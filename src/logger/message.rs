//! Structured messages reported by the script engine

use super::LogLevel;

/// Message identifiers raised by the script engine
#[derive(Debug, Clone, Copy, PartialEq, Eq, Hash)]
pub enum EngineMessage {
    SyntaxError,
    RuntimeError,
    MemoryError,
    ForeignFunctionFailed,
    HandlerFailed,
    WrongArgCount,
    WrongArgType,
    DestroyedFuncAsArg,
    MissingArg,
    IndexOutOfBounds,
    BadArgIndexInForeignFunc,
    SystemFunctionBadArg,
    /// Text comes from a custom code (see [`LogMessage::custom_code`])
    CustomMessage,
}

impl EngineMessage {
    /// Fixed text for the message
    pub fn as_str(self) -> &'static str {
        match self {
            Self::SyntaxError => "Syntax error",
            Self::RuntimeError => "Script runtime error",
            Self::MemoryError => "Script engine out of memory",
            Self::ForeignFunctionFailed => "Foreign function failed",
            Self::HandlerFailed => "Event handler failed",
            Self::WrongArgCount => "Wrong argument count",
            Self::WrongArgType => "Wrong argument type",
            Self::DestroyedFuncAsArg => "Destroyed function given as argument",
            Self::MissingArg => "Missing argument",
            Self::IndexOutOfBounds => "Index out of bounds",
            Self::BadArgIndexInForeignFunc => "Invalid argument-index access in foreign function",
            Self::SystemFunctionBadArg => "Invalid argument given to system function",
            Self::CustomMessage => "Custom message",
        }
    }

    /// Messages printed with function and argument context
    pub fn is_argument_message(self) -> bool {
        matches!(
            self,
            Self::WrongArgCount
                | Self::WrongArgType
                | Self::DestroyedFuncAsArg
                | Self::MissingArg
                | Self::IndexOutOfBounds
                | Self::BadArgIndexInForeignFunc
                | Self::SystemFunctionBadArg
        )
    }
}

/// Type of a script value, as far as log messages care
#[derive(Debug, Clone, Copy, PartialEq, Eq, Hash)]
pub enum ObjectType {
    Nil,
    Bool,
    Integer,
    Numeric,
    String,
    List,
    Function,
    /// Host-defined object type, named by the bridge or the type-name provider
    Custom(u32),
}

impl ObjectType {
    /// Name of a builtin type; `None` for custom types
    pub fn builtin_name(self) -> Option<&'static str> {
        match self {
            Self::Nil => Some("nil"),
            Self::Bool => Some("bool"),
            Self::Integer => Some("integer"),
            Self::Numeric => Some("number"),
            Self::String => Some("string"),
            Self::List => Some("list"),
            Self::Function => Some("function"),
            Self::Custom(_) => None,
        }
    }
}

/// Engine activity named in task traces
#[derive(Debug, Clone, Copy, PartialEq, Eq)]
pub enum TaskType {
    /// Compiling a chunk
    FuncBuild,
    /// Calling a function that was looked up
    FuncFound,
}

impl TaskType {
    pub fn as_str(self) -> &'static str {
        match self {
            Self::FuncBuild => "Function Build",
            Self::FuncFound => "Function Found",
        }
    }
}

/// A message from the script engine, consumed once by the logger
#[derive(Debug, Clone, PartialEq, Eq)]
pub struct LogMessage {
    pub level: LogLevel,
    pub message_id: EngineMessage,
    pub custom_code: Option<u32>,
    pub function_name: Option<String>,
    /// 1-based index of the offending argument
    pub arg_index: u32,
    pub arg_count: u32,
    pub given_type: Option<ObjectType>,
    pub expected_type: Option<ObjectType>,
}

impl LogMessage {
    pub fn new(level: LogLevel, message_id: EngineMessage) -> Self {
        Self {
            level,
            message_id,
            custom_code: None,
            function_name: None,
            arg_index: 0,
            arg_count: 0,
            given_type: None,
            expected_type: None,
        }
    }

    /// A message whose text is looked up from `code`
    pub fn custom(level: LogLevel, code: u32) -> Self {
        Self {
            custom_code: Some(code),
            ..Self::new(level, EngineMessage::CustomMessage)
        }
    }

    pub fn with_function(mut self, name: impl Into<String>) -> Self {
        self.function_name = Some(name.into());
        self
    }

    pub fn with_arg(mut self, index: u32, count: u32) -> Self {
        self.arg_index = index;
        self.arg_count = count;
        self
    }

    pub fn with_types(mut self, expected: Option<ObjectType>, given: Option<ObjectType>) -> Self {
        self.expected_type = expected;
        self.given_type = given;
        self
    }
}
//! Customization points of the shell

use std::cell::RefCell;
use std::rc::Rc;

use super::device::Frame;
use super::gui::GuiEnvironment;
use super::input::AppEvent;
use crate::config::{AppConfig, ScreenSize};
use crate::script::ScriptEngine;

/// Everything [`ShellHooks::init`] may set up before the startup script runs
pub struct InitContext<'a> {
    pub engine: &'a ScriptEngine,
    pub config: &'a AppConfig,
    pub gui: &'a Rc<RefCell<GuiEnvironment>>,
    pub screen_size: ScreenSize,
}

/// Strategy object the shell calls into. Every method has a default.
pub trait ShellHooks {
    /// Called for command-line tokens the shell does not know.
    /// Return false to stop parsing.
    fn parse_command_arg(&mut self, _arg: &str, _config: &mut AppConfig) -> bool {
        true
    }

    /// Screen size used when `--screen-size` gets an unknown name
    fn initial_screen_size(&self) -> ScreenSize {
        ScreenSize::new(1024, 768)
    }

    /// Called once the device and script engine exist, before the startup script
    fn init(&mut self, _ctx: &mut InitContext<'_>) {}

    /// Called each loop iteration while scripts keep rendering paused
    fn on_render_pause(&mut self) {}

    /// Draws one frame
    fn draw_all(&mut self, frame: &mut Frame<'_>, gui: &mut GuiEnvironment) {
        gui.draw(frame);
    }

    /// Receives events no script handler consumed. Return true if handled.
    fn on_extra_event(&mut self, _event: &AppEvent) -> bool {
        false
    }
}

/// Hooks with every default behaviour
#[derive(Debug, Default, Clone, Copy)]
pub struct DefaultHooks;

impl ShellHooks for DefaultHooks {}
▬▬▬▬▬▬▬▬▬▬
Exercise aim
If a line of the entries holds the word "Some", copy it out.

Task result
            Self::Nil => Some("nil"),
            Self::Bool => Some("bool"),
            Self::Integer => Some("integer"),
            Self::Numeric => Some("number"),
            Self::String => Some("string"),
            Self::List => Some("list"),
            Self::Function => Some("function"),
            custom_code: Some(code),
        self.function_name = Some(name.into());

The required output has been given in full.